Not sure you can include Tesla as one of the 10 auto manufacturers at CES, but their car is here. The unreleased Model X is a SUV with crazy gull wing doors that isn’t expected on the road until 2016. The all-wheel drive Model X will come with dual electric motors on every model, with two options for power.

This brings us to why the Model X is at CES2015 when the car won’t ship for a year. The 60 kWh and 85 kWh battery cell is constructed using Panasonic batteries and it was one of the most popular booths at the show today. Getting a photo without humans sprawled across it was almost as hard as finding a good Tom Cruise movie.

The car itself is stunning, the white and black combo conveys sophistication and class with purpose but not pretense. The car uses the familiar skateboard underbody as the Model S, but with different suspension, body and internals becomes a far larger car. The front grill and lower lip are constructed of carbon fibre, while those headlights reflect the prototype status of the car.

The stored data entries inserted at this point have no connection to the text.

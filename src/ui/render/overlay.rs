use super::styling;
use super::Frame;
use crate::scene::Scene;
use crate::state::State;
use ratatui::{
    layout::{Alignment, Rect},
    text::{Line, Span},
    widgets::{Block, Borders, Clear, Paragraph},
};

const HINTS: &str = "q quit · m mount/unmount backdrop · l log";

/// Render the foreground card centered over the backdrop.
///
pub fn overlay(frame: &mut Frame, size: Rect, state: &State, scene: &Scene) {
    let mut lines = vec![
        Line::from(Span::styled(
            scene_headline(state, scene),
            styling::headline_style(),
        )),
        Line::from(""),
    ];
    lines.extend(field_summaries(scene).into_iter().map(|summary| {
        Line::from(Span::styled(summary, styling::normal_text_style()))
    }));
    lines.push(Line::from(""));
    lines.push(Line::from(Span::styled(HINTS, styling::muted_text_style())));

    let height = (lines.len() as u16 + 2).min(size.height);
    let width = lines
        .iter()
        .map(|l| l.width() as u16 + 4)
        .max()
        .unwrap_or(0)
        .min(size.width);
    let area = centered_rect(width, height, size);

    let card = Paragraph::new(lines)
        .alignment(Alignment::Center)
        .style(styling::card_style())
        .block(
            Block::default()
                .borders(Borders::ALL)
                .border_style(styling::card_border_style()),
        );
    frame.render_widget(Clear, area);
    frame.render_widget(card, area);
}

fn scene_headline(state: &State, scene: &Scene) -> String {
    let viewport = scene.viewport().size();
    if state.is_backdrop_mounted() {
        format!("{}  ({} px, frame {})", state.headline(), viewport, state.frame_count())
    } else {
        format!("{}  (backdrop unmounted)", state.headline())
    }
}

/// One line per particle field describing its live state.
///
pub fn field_summaries(scene: &Scene) -> Vec<String> {
    scene
        .fields()
        .iter()
        .enumerate()
        .map(|(i, renderer)| {
            format!(
                "field {}: {}/{} particles · {}",
                i + 1,
                renderer.particles().len(),
                renderer.options().particle_count,
                renderer.options().color
            )
        })
        .collect()
}

/// Return a `width` x `height` rect centered in `r`, clipped to it.
///
fn centered_rect(width: u16, height: u16, r: Rect) -> Rect {
    let width = width.min(r.width);
    let height = height.min(r.height);
    Rect::new(
        r.x + (r.width - width) / 2,
        r.y + (r.height - height) / 2,
        width,
        height,
    )
}
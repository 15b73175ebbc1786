use super::styling;
use super::Frame;
use crate::state::State;
use ratatui::{
    layout::Rect,
    text::{Line, Span},
    widgets::{Block, Borders, Clear, List, ListItem},
};

/// Render log widget according to state.
///
pub fn log(frame: &mut Frame, size: Rect, state: &State) {
    let block = Block::default()
        .title("Log (press l to hide)")
        .borders(Borders::ALL)
        .border_style(styling::card_border_style())
        .style(styling::card_style());

    let visible = size.height.saturating_sub(2) as usize;
    let items: Vec<ListItem> = state
        .log_tail(visible)
        .into_iter()
        .map(|entry| {
            ListItem::new(Line::from(vec![Span::styled(
                entry,
                styling::normal_text_style(),
            )]))
        })
        .collect();

    let list = List::new(items).block(block);
    frame.render_widget(Clear, size);
    frame.render_widget(list, size);
}
//! User interface module.
//!
//! This module handles all terminal rendering using the `ratatui` library:
//! - The backdrop widget compositing every particle and decor surface
//! - The foreground card and key hints
//! - The log pane

type Frame<'a> = ratatui::Frame<'a>;

mod render;
mod widgets;

pub use render::{pixel_size, render, Backdrop};
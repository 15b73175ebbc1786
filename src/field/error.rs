//! Particle field error types.

/// Errors that can occur while building a particle field.
#[derive(Debug, thiserror::Error)]
pub enum FieldError {
    /// Template is not of the form `rgba(R, G, B, %opacity%)`
    #[error("Invalid color template '{0}': expected rgba(R, G, B, %opacity%)")]
    InvalidTemplate(String),

    /// Template has no opacity slot, or more than one
    #[error("Color template '{template}' must contain exactly one %opacity% slot, found {found}")]
    OpacitySlot { template: String, found: usize },

    /// A color channel is outside 0..=255
    #[error("Color channel {channel} out of range in '{template}'")]
    ChannelOutOfRange { template: String, channel: String },
}

#[cfg(test)]
mod tests {
    use super::*;

    #[test]
    fn test_field_error_display() {
        let error = FieldError::InvalidTemplate("hsl(1, 2, 3)".to_string());
        assert!(error.to_string().contains("hsl(1, 2, 3)"));

        let error = FieldError::OpacitySlot {
            template: "rgba(1, 2, 3, 0.5)".to_string(),
            found: 0,
        };
        assert!(error.to_string().contains("exactly one %opacity%"));
        assert!(error.to_string().contains("found 0"));

        let error = FieldError::ChannelOutOfRange {
            template: "rgba(300, 2, 3, %opacity%)".to_string(),
            channel: "300".to_string(),
        };
        assert!(error.to_string().contains("300"));
    }
}
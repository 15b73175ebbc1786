mod backdrop;
mod log;
mod overlay;

pub use backdrop::{pixel_size, Backdrop};

use self::log::log;
use super::widgets::styling;
use super::Frame;
use crate::scene::Scene;
use crate::state::State;
use overlay::overlay;
use ratatui::layout::{Constraint, Direction, Layout};

/// Render the backdrop, then the foreground content on top of it.
///
pub fn render(frame: &mut Frame, state: &State, scene: &Scene) {
    let size = frame.size();
    frame.render_widget(Backdrop::new(scene.layers(), styling::BACKGROUND), size);

    if state.is_log_visible() {
        let rows = Layout::default()
            .direction(Direction::Vertical)
            .constraints([Constraint::Min(8), Constraint::Length(10)].as_ref())
            .split(size);
        overlay(frame, rows[0], state, scene);
        log(frame, rows[1], state);
    } else {
        overlay(frame, size, state, scene);
    }
}
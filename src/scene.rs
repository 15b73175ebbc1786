//! The full backdrop: one viewport, the decor layer and every configured
//! particle field, each on its own surface.

use crate::animation::Animate;
use crate::config::Config;
use crate::decor::{DecorOptions, DecorRenderer};
use crate::field::FieldOptions;
use crate::renderer::ParticleRenderer;
use crate::surface::{PixelBuffer, Size};
use crate::viewport::Viewport;
use log::*;

pub struct Scene {
    fields: Vec<ParticleRenderer<PixelBuffer>>,
    decor: DecorRenderer<PixelBuffer>,
    viewport: Viewport,
}

impl Scene {
    /// Build an unmounted scene with one renderer per field option.
    ///
    pub fn new(fields: &[FieldOptions], decor: DecorOptions, fps: u32, size: Size) -> Self {
        Scene {
            fields: fields
                .iter()
                .cloned()
                .map(|options| ParticleRenderer::new(options, PixelBuffer::new()))
                .collect(),
            decor: DecorRenderer::new(decor, PixelBuffer::new(), fps),
            viewport: Viewport::new(size),
        }
    }

    pub fn from_config(config: &Config, size: Size) -> Self {
        Scene::new(&config.fields, config.decor, config.frame_rate, size)
    }

    pub fn mount(&mut self) {
        info!(
            "Mounting backdrop with {} field(s) at {}",
            self.fields.len(),
            self.viewport.size()
        );
        self.decor.mount(&self.viewport);
        for field in self.fields.iter_mut() {
            field.mount(&self.viewport);
        }
    }

    pub fn unmount(&mut self) {
        self.decor.unmount();
        for field in self.fields.iter_mut() {
            field.unmount();
        }
    }

    /// Mount or unmount every layer to match `mounted`.
    ///
    pub fn set_mounted(&mut self, mounted: bool) {
        if mounted != self.is_active() {
            if mounted {
                self.mount();
            } else {
                self.unmount();
            }
        }
    }

    pub fn resize(&self, size: Size) {
        if size != self.viewport.size() {
            self.viewport.resize(size);
        }
    }

    pub fn viewport(&self) -> &Viewport {
        &self.viewport
    }

    pub fn fields(&self) -> &[ParticleRenderer<PixelBuffer>] {
        &self.fields
    }

    /// Surfaces in paint order, bottom first.
    ///
    pub fn layers(&self) -> Vec<&PixelBuffer> {
        let mut layers = Vec::with_capacity(self.fields.len() + 1);
        if self.decor.options().any() {
            layers.push(self.decor.surface());
        }
        layers.extend(self.fields.iter().map(|f| f.surface()));
        layers
    }
}

impl Animate for Scene {
    fn is_active(&self) -> bool {
        self.decor.is_active() || self.fields.iter().any(|f| f.is_active())
    }

    fn animate_frame(&mut self) -> bool {
        let mut drawn = self.decor.animate_frame();
        for field in self.fields.iter_mut() {
            drawn |= field.animate_frame();
        }
        drawn
    }
}
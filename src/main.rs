use anyhow::{anyhow, Context, Result};
use clap::{crate_version, App as Cli, Arg, ArgMatches, SubCommand};
use log::*;
use particle_field::app::App;
use particle_field::config::{Config, MAX_FRAME_RATE};
use particle_field::headless::{Simulation, MAX_SURFACE_SIDE};
use particle_field::logger;
use particle_field::surface::Size;

fn cli<'a, 'b>() -> Cli<'a, 'b> {
    Cli::new("particle-field")
        .version(crate_version!())
        .about("An animated particle backdrop for the terminal")
        .arg(
            Arg::with_name("config")
                .short("c")
                .long("config")
                .value_name("DIR")
                .help("Directory holding config.yml")
                .takes_value(true),
        )
        .arg(
            Arg::with_name("count")
                .short("n")
                .long("count")
                .value_name("N")
                .help("Override the particle count of every field")
                .takes_value(true)
                .global(true),
        )
        .arg(
            Arg::with_name("fps")
                .long("fps")
                .value_name("N")
                .help("Override the frame rate")
                .takes_value(true),
        )
        .subcommand(
            SubCommand::with_name("simulate")
                .about("Run the first field offscreen and print a JSON report")
                .arg(
                    Arg::with_name("frames")
                        .long("frames")
                        .value_name("N")
                        .default_value("600")
                        .takes_value(true),
                )
                .arg(
                    Arg::with_name("width")
                        .long("width")
                        .value_name("PX")
                        .default_value("1280")
                        .takes_value(true),
                )
                .arg(
                    Arg::with_name("height")
                        .long("height")
                        .value_name("PX")
                        .default_value("720")
                        .takes_value(true),
                )
                .arg(
                    Arg::with_name("realtime")
                        .long("realtime")
                        .help("Pace frames at the configured frame rate"),
                )
                .arg(
                    Arg::with_name("seed")
                        .long("seed")
                        .value_name("SEED")
                        .takes_value(true),
                ),
        )
        .subcommand(
            SubCommand::with_name("init-config")
                .about("Write the default configuration if none exists"),
        )
}

fn parse<T: std::str::FromStr>(matches: &ArgMatches, name: &str) -> Result<Option<T>> {
    match matches.value_of(name) {
        Some(value) => value
            .parse::<T>()
            .map(Some)
            .map_err(|_| anyhow!("Invalid value '{}' for --{}", value, name)),
        None => Ok(None),
    }
}

/// Resolve `-n/--count`, given either before or after the subcommand.
///
fn count_override(matches: &ArgMatches) -> Result<Option<usize>> {
    match matches.subcommand() {
        (_, Some(sub)) => Ok(parse::<usize>(sub, "count")?.or(parse(matches, "count")?)),
        _ => parse(matches, "count"),
    }
}

fn surface_size(matches: &ArgMatches) -> Result<Size> {
    let width = parse(matches, "width")?.unwrap_or(1280);
    let height = parse(matches, "height")?.unwrap_or(720);
    if width > MAX_SURFACE_SIDE || height > MAX_SURFACE_SIDE {
        return Err(anyhow!(
            "--width and --height must be at most {}",
            MAX_SURFACE_SIDE
        ));
    }
    Ok(Size::new(width, height))
}

fn simulate(config: &Config, matches: &ArgMatches) -> Result<()> {
    let size = surface_size(matches)?;
    logger::init(LevelFilter::Info, Box::new(|line| eprintln!("{}", line)))?;
    let options = config
        .fields
        .first()
        .cloned()
        .unwrap_or_default();
    let simulation = Simulation {
        options,
        size,
        frames: parse(matches, "frames")?.unwrap_or(600),
        seed: parse(matches, "seed")?,
        realtime_fps: if matches.is_present("realtime") {
            Some(config.frame_rate)
        } else {
            None
        },
    };
    println!("{}", simulation.run().to_json()?);
    Ok(())
}

fn init_config(config: &Config) -> Result<()> {
    let path = config
        .file_path()
        .map(|p| p.display().to_string())
        .unwrap_or_default();
    if config.file_exists() {
        println!("Configuration already exists at {}", path);
        return Ok(());
    }
    config.save().context("Failed to write default configuration")?;
    println!("Wrote default configuration to {}", path);
    Ok(())
}

#[tokio::main]
async fn main() -> Result<()> {
    let matches = cli().get_matches();

    let mut config = Config::new();
    config.load(matches.value_of("config"))?;

    if let Some(count) = count_override(&matches)? {
        config.set_particle_count(count);
    }
    if let Some(fps) = parse::<u32>(&matches, "fps")? {
        if fps == 0 || fps > MAX_FRAME_RATE {
            return Err(anyhow!("--fps must be between 1 and {}", MAX_FRAME_RATE));
        }
        config.frame_rate = fps;
    }

    match matches.subcommand() {
        ("simulate", Some(sub)) => simulate(&config, sub),
        ("init-config", _) => init_config(&config),
        _ => App::start(config).await,
    }
}
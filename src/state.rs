//! Application state shared between the event handler and the renderer.

use crate::logger::LogBuffer;
use log::*;

/// Houses data representative of application state.
///
pub struct State {
    headline: String,
    running: bool,
    backdrop_mounted: bool,
    show_log: bool,
    frame_count: u64,
    log: LogBuffer,
}

/// Defines default application state.
///
impl Default for State {
    fn default() -> State {
        State {
            headline: String::new(),
            running: true,
            backdrop_mounted: true,
            show_log: false,
            frame_count: 0,
            log: LogBuffer::new(),
        }
    }
}

impl State {
    pub fn new(headline: &str, log: LogBuffer) -> Self {
        State {
            headline: headline.to_string(),
            log,
            ..State::default()
        }
    }

    pub fn headline(&self) -> &str {
        &self.headline
    }

    pub fn is_running(&self) -> bool {
        self.running
    }

    /// Ask the main loop to exit after the current iteration.
    ///
    pub fn request_exit(&mut self) -> &mut Self {
        debug!("Exit requested");
        self.running = false;
        self
    }

    /// Whether the backdrop renderers should be mounted.
    ///
    pub fn is_backdrop_mounted(&self) -> bool {
        self.backdrop_mounted
    }

    pub fn toggle_backdrop(&mut self) -> &mut Self {
        self.backdrop_mounted = !self.backdrop_mounted;
        info!(
            "Backdrop {}",
            if self.backdrop_mounted { "mounted" } else { "unmounted" }
        );
        self
    }

    pub fn is_log_visible(&self) -> bool {
        self.show_log
    }

    pub fn toggle_log(&mut self) -> &mut Self {
        self.show_log = !self.show_log;
        self
    }

    pub fn frame_count(&self) -> u64 {
        self.frame_count
    }

    pub fn advance_frame(&mut self) -> &mut Self {
        self.frame_count += 1;
        self
    }

    /// Return up to `count` of the most recent log lines.
    ///
    pub fn log_tail(&self, count: usize) -> Vec<String> {
        self.log.tail(count)
    }
}

#[cfg(test)]
mod tests {
    use super::*;

    #[test]
    fn request_exit() {
        let mut state = State::default();
        assert!(state.is_running());
        state.request_exit();
        assert!(!state.is_running());
    }

    #[test]
    fn toggle_backdrop() {
        let mut state = State::default();
        assert!(state.is_backdrop_mounted());
        state.toggle_backdrop();
        assert!(!state.is_backdrop_mounted());
        state.toggle_backdrop();
        assert!(state.is_backdrop_mounted());
    }

    #[test]
    fn toggle_log() {
        let mut state = State::default();
        assert!(!state.is_log_visible());
        state.toggle_log();
        assert!(state.is_log_visible());
    }

    #[test]
    fn log_tail_reads_shared_buffer() {
        let log = LogBuffer::new();
        let state = State::new("demo", log.clone());
        assert_eq!(state.headline(), "demo");
        log.push("hello".to_string());
        assert_eq!(state.log_tail(5), vec!["hello".to_string()]);
    }

    #[test]
    fn advance_frame() {
        let mut state = State::default();
        state.advance_frame().advance_frame();
        assert_eq!(state.frame_count(), 2);
    }
}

The carbon fibre doesn’t stop there.. you’ll also find it in blades on the rims of the Model X. Personally I love this high end fan blade look, it’s very modern and may actually play a roll in the aerodynamics and range of the vehicle. Think of the blades of the rims working like a windmill that generates power.


That now famous 17” in-dash display that replaces the traditional controls and knobs is also present in the Model X. It’s seen in the photo below, ahead of the triple rows of seats. This SUV can seat 2 in row A, 3 in row B and 2 in row C making it a 7 seater. These are still the prototype chairs, but what is staying for sure is the easy access to B and C row seats thanks to the  gull wing doors that provide a wide open space.


The Tesla Model X is a sexy car, even if not earing its final trim and Panasonic are certainly benefiting from it being at CES. The companies are also working together to build the gigafactory which is expected to reduce the cost of battery manufacturing by 30% by 2020 and cost $US5 Billion to create.